=== Task statement ===
If a line in the listing below includes the word "fail", pick it out.

=== Dataset entries ===

::::::::

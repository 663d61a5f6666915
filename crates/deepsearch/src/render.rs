//! Server side rendering of chat messages to HTML.
//!
//! Text parts go through markdown with the chat's element styling, tool invocations
//! get a small status card, everything else is skipped.
use pulldown_cmark::{html, CodeBlockKind, CowStr, Event, Parser, Tag, TagEnd};
use pulldown_cmark_escape::{escape_href, escape_html};
use serde::Serialize;
use serde_json::Value;
use tera::{Context, Tera};
use thiserror::Error;

use crate::models::role::Role;
use crate::models::ui::{MessagePart, ToolInvocation, ToolInvocationState};

const MESSAGE_TEMPLATE: &str = include_str!("templates/message.html");
const TOOL_INVOCATION_TEMPLATE: &str = include_str!("templates/tool_invocation.html");

const SAFE_SCHEMES: [&str; 7] = ["http", "https", "irc", "ircs", "mailto", "tel", "xmpp"];

#[derive(Error, Debug)]
pub enum RenderError {
    #[error("Template error: {0}")]
    Template(#[from] tera::Error),

    #[error("Serialization error: {0}")]
    Serialization(#[from] serde_json::Error),
}

#[derive(Serialize)]
struct MessageContext<'a> {
    is_ai: bool,
    user_name: &'a str,
    has_parts: bool,
    parts: Vec<String>,
}

#[derive(Serialize)]
struct ToolInvocationContext<'a> {
    tool_name: &'a str,
    state_label: &'static str,
    #[serde(skip_serializing_if = "Option::is_none")]
    args: Option<String>,
    #[serde(skip_serializing_if = "Option::is_none")]
    result: Option<String>,
}

pub struct MessageRenderer {
    tera: Tera,
}

impl MessageRenderer {
    pub fn new() -> Result<Self, RenderError> {
        let mut tera = Tera::default();
        // `.html` names keep tera's autoescaping on
        tera.add_raw_templates(vec![
            ("message.html", MESSAGE_TEMPLATE),
            ("tool_invocation.html", TOOL_INVOCATION_TEMPLATE),
        ])?;
        Ok(Self { tera })
    }

    /// Render one chat message. The header reads `AI` for the assistant and
    /// `user_name` for everyone else.
    pub fn render(
        &self,
        role: Role,
        user_name: &str,
        parts: &[MessagePart],
    ) -> Result<String, RenderError> {
        let rendered = parts
            .iter()
            .map(|part| self.render_part(part))
            .collect::<Result<Vec<_>, _>>()?;

        let context = Context::from_serialize(MessageContext {
            is_ai: role == Role::Assistant,
            user_name,
            has_parts: !parts.is_empty(),
            parts: rendered.into_iter().filter(|html| !html.is_empty()).collect(),
        })?;
        Ok(self.tera.render("message.html", &context)?)
    }

    /// Render a single part; unsupported kinds produce an empty string
    pub fn render_part(&self, part: &MessagePart) -> Result<String, RenderError> {
        match part {
            MessagePart::Text { text } => Ok(render_markdown(text)),
            MessagePart::ToolInvocation { tool_invocation } => {
                self.render_tool_invocation(tool_invocation)
            }
            MessagePart::Reasoning { .. }
            | MessagePart::Source { .. }
            | MessagePart::File { .. }
            | MessagePart::StepStart
            | MessagePart::Unknown => Ok(String::new()),
        }
    }

    fn render_tool_invocation(&self, invocation: &ToolInvocation) -> Result<String, RenderError> {
        let state = invocation.state();
        let state_label = match state {
            ToolInvocationState::PartialCall => "⏳ Calling...",
            ToolInvocationState::Call => "✓ Called",
            ToolInvocationState::Result => "📊 Result",
        };

        let args = match (state, invocation.args()) {
            (ToolInvocationState::Result, _) | (_, Value::Null) => None,
            (_, args) => Some(serde_json::to_string_pretty(args)?),
        };
        let result = match invocation.result() {
            Some(Value::String(text)) => Some(text.clone()),
            Some(value) => Some(serde_json::to_string_pretty(value)?),
            None => None,
        };

        let context = Context::from_serialize(ToolInvocationContext {
            tool_name: invocation.tool_name(),
            state_label,
            args,
            result,
        })?;
        Ok(self.tera.render("tool_invocation.html", &context)?)
    }
}

/// Markdown to HTML with the chat's styling. Raw HTML in the source is escaped.
pub fn render_markdown(text: &str) -> String {
    let events = Parser::new(text).map(|event| match event {
        Event::Html(raw) | Event::InlineHtml(raw) => Event::Text(raw),
        Event::Start(Tag::Paragraph) => {
            Event::Html(r#"<p class="mb-4 first:mt-0 last:mb-0">"#.into())
        }
        Event::End(TagEnd::Paragraph) => Event::Html("</p>\n".into()),
        Event::Start(Tag::List(None)) => {
            Event::Html("<ul class=\"mb-4 list-disc pl-4\">\n".into())
        }
        Event::Start(Tag::List(Some(1))) => {
            Event::Html("<ol class=\"mb-4 list-decimal pl-4\">\n".into())
        }
        Event::Start(Tag::List(Some(start))) => Event::Html(
            format!("<ol class=\"mb-4 list-decimal pl-4\" start=\"{}\">\n", start).into(),
        ),
        Event::End(TagEnd::List(true)) => Event::Html("</ol>\n".into()),
        Event::End(TagEnd::List(false)) => Event::Html("</ul>\n".into()),
        Event::Start(Tag::Item) => Event::Html(r#"<li class="mb-1">"#.into()),
        Event::End(TagEnd::Item) => Event::Html("</li>\n".into()),
        Event::Start(Tag::CodeBlock(kind)) => {
            let language = match &kind {
                CodeBlockKind::Fenced(info) => info.split_whitespace().next(),
                CodeBlockKind::Indented => None,
            };
            let code = match language {
                Some(lang) => format!(r#"<code class="language-{}">"#, escape_attr(lang)),
                None => "<code>".to_string(),
            };
            Event::Html(
                format!(
                    r#"<pre class="mb-4 overflow-x-auto rounded-lg bg-gray-700 p-4">{}"#,
                    code
                )
                .into(),
            )
        }
        Event::End(TagEnd::CodeBlock) => Event::Html("</code></pre>\n".into()),
        Event::Start(Tag::Link {
            dest_url, title, ..
        }) => {
            let title = if title.is_empty() {
                String::new()
            } else {
                format!(r#" title="{}""#, escape_attr(&title))
            };
            Event::InlineHtml(
                format!(
                    r#"<a href="{}"{} class="text-blue-400 underline" target="_blank" rel="noopener noreferrer">"#,
                    escape_url(sanitize_url(&dest_url)),
                    title
                )
                .into(),
            )
        }
        Event::End(TagEnd::Link) => Event::InlineHtml("</a>".into()),
        Event::Start(Tag::Image {
            link_type,
            dest_url,
            title,
            id,
        }) => Event::Start(Tag::Image {
            link_type,
            dest_url: CowStr::from(sanitize_url(&dest_url).to_string()),
            title,
            id,
        }),
        other => other,
    });

    let mut output = String::new();
    html::push_html(&mut output, events);
    output
}

/// Keep relative urls and the schemes in [`SAFE_SCHEMES`]; anything else becomes empty
fn sanitize_url(url: &str) -> &str {
    let Some(colon) = url.find(':') else {
        return url;
    };
    let scheme = &url[..colon];
    if scheme.contains(|c: char| matches!(c, '/' | '?' | '#')) {
        return url;
    }
    if SAFE_SCHEMES
        .iter()
        .any(|safe| scheme.eq_ignore_ascii_case(safe))
    {
        url
    } else {
        ""
    }
}

fn escape_attr(value: &str) -> String {
    let mut escaped = String::with_capacity(value.len());
    escape_html(&mut escaped, value).expect("writing to a String cannot fail");
    escaped
}

fn escape_url(url: &str) -> String {
    let mut escaped = String::with_capacity(url.len());
    escape_href(&mut escaped, url).expect("writing to a String cannot fail");
    escaped
}

#[cfg(test)]
mod tests {
    use super::*;
    use serde_json::json;

    fn renderer() -> MessageRenderer {
        MessageRenderer::new().unwrap()
    }

    #[test]
    fn test_link_opens_in_new_tab() {
        let html = render_markdown("[x](http://a)");
        assert!(html.contains(r#"href="http://a""#));
        assert!(html.contains(r#"target="_blank""#));
        assert!(html.contains(r#"rel="noopener noreferrer""#));
        assert!(html.contains(r#"class="text-blue-400 underline""#));
        assert!(html.contains(">x</a>"));
    }

    #[test]
    fn test_unsafe_link_scheme_is_dropped() {
        let html = render_markdown("[click](javascript:alert(1))");
        assert!(html.contains(r#"href="""#));
        assert!(!html.contains("javascript"));

        assert!(render_markdown("[mail](mailto:a@b.c)").contains(r#"href="mailto:a@b.c""#));
        assert!(render_markdown("[rel](/docs?a=b:c)").contains(r#"href="/docs?a=b:c""#));
        assert!(render_markdown("[chat](xmpp:ada@example.org)")
            .contains(r#"href="xmpp:ada@example.org""#));
        assert!(render_markdown("[room](ircs://irc.example.org/rust)")
            .contains(r#"href="ircs://irc.example.org/rust""#));
        assert!(render_markdown("[file](file:///etc/passwd)").contains(r#"href="""#));
    }

    #[test]
    fn test_raw_html_is_escaped() {
        let html = render_markdown("hello <script>alert(1)</script>");
        assert!(!html.contains("<script>"));
        assert!(html.contains("&lt;script&gt;"));
    }

    #[test]
    fn test_block_styling() {
        let html = render_markdown("para\n\n- one\n- two\n\n3. three\n4. four\n");
        assert!(html.contains(r#"<p class="mb-4 first:mt-0 last:mb-0">para</p>"#));
        assert!(html.contains(r#"<ul class="mb-4 list-disc pl-4">"#));
        assert!(html.contains(r#"<li class="mb-1">one</li>"#));
        assert!(html.contains(r#"<ol class="mb-4 list-decimal pl-4" start="3">"#));
    }

    #[test]
    fn test_code_block_keeps_language_class() {
        let html = render_markdown("```rust\nfn main() {}\n```\n");
        assert!(html.starts_with(
            r#"<pre class="mb-4 overflow-x-auto rounded-lg bg-gray-700 p-4"><code class="language-rust">"#
        ));
        assert!(html.contains("fn main() {}"));
        assert!(html.trim_end().ends_with("</code></pre>"));
    }

    #[test]
    fn test_unsupported_parts_render_nothing() {
        let renderer = renderer();
        let reasoning = MessagePart::Reasoning {
            reasoning: "thinking hard".to_string(),
            details: vec![],
        };
        let source = MessagePart::Source {
            source: json!({"url": "https://a.example"}),
        };

        assert_eq!(renderer.render_part(&reasoning).unwrap(), "");
        assert_eq!(renderer.render_part(&source).unwrap(), "");
        assert_eq!(renderer.render_part(&MessagePart::StepStart).unwrap(), "");

        let html = renderer
            .render(Role::Assistant, "Ada", &[reasoning, source])
            .unwrap();
        assert!(!html.contains("thinking hard"));
        assert!(!html.contains("No content"));
    }

    #[test]
    fn test_empty_message_placeholder() {
        let html = renderer().render(Role::User, "Ada", &[]).unwrap();
        assert!(html.contains(r#"<p class="italic text-gray-500">No content</p>"#));
        assert!(html.contains(">Ada</p>"));
        assert!(html.contains("bg-gray-900"));
    }

    #[test]
    fn test_assistant_header_and_escaped_user_name() {
        let renderer = renderer();
        let parts = vec![MessagePart::text("Hi **there**")];

        let html = renderer.render(Role::Assistant, "Ada", &parts).unwrap();
        assert!(html.contains(">AI</p>"));
        assert!(html.contains("bg-gray-800"));
        assert!(html.contains("<strong>there</strong>"));

        let html = renderer.render(Role::User, "<b>Bob</b>", &parts).unwrap();
        assert!(html.contains("&lt;b&gt;Bob&lt;&#x2F;b&gt;"));
    }

    #[test]
    fn test_tool_invocation_call_state() {
        let part = MessagePart::tool_invocation(ToolInvocation::Call {
            tool_call_id: "call_1".to_string(),
            tool_name: "searchWeb".to_string(),
            args: json!({"query": "weather in Paris"}),
            step: None,
        });

        let html = renderer().render_part(&part).unwrap();
        assert!(html.contains("Tool: searchWeb"));
        assert!(html.contains("✓ Called"));
        assert!(html.contains("Arguments:"));
        assert!(html.contains("&quot;query&quot;: &quot;weather in Paris&quot;"));
        assert!(!html.contains("Result:"));
    }

    #[test]
    fn test_tool_invocation_result_state() {
        let renderer = renderer();
        let text_result = MessagePart::tool_invocation(ToolInvocation::Result {
            tool_call_id: "call_1".to_string(),
            tool_name: "searchWeb".to_string(),
            args: json!({"query": "rust"}),
            step: Some(0),
            result: json!("Error: Tool not found: nope"),
        });

        let html = renderer.render_part(&text_result).unwrap();
        assert!(html.contains("📊 Result"));
        assert!(html.contains("Error: Tool not found: nope"));
        assert!(!html.contains("Arguments:"));

        let json_result = MessagePart::tool_invocation(ToolInvocation::Result {
            tool_call_id: "call_2".to_string(),
            tool_name: "searchWeb".to_string(),
            args: json!({}),
            step: None,
            result: json!([{"title": "T", "link": "https://a", "snippet": "s"}]),
        });
        let html = renderer.render_part(&json_result).unwrap();
        assert!(html.contains("&quot;title&quot;: &quot;T&quot;"));
    }

    #[test]
    fn test_partial_call_label() {
        let part = MessagePart::tool_invocation(ToolInvocation::PartialCall {
            tool_call_id: "call_1".to_string(),
            tool_name: "searchWeb".to_string(),
            args: Value::Null,
            step: None,
        });

        let html = renderer().render_part(&part).unwrap();
        assert!(html.contains("⏳ Calling..."));
        assert!(!html.contains("Arguments:"));
    }
}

::::::::

=== Answer box ===
    escape_html(&mut escaped, value).expect("writing to a String cannot fail");
    escape_href(&mut escaped, url).expect("writing to a String cannot fail");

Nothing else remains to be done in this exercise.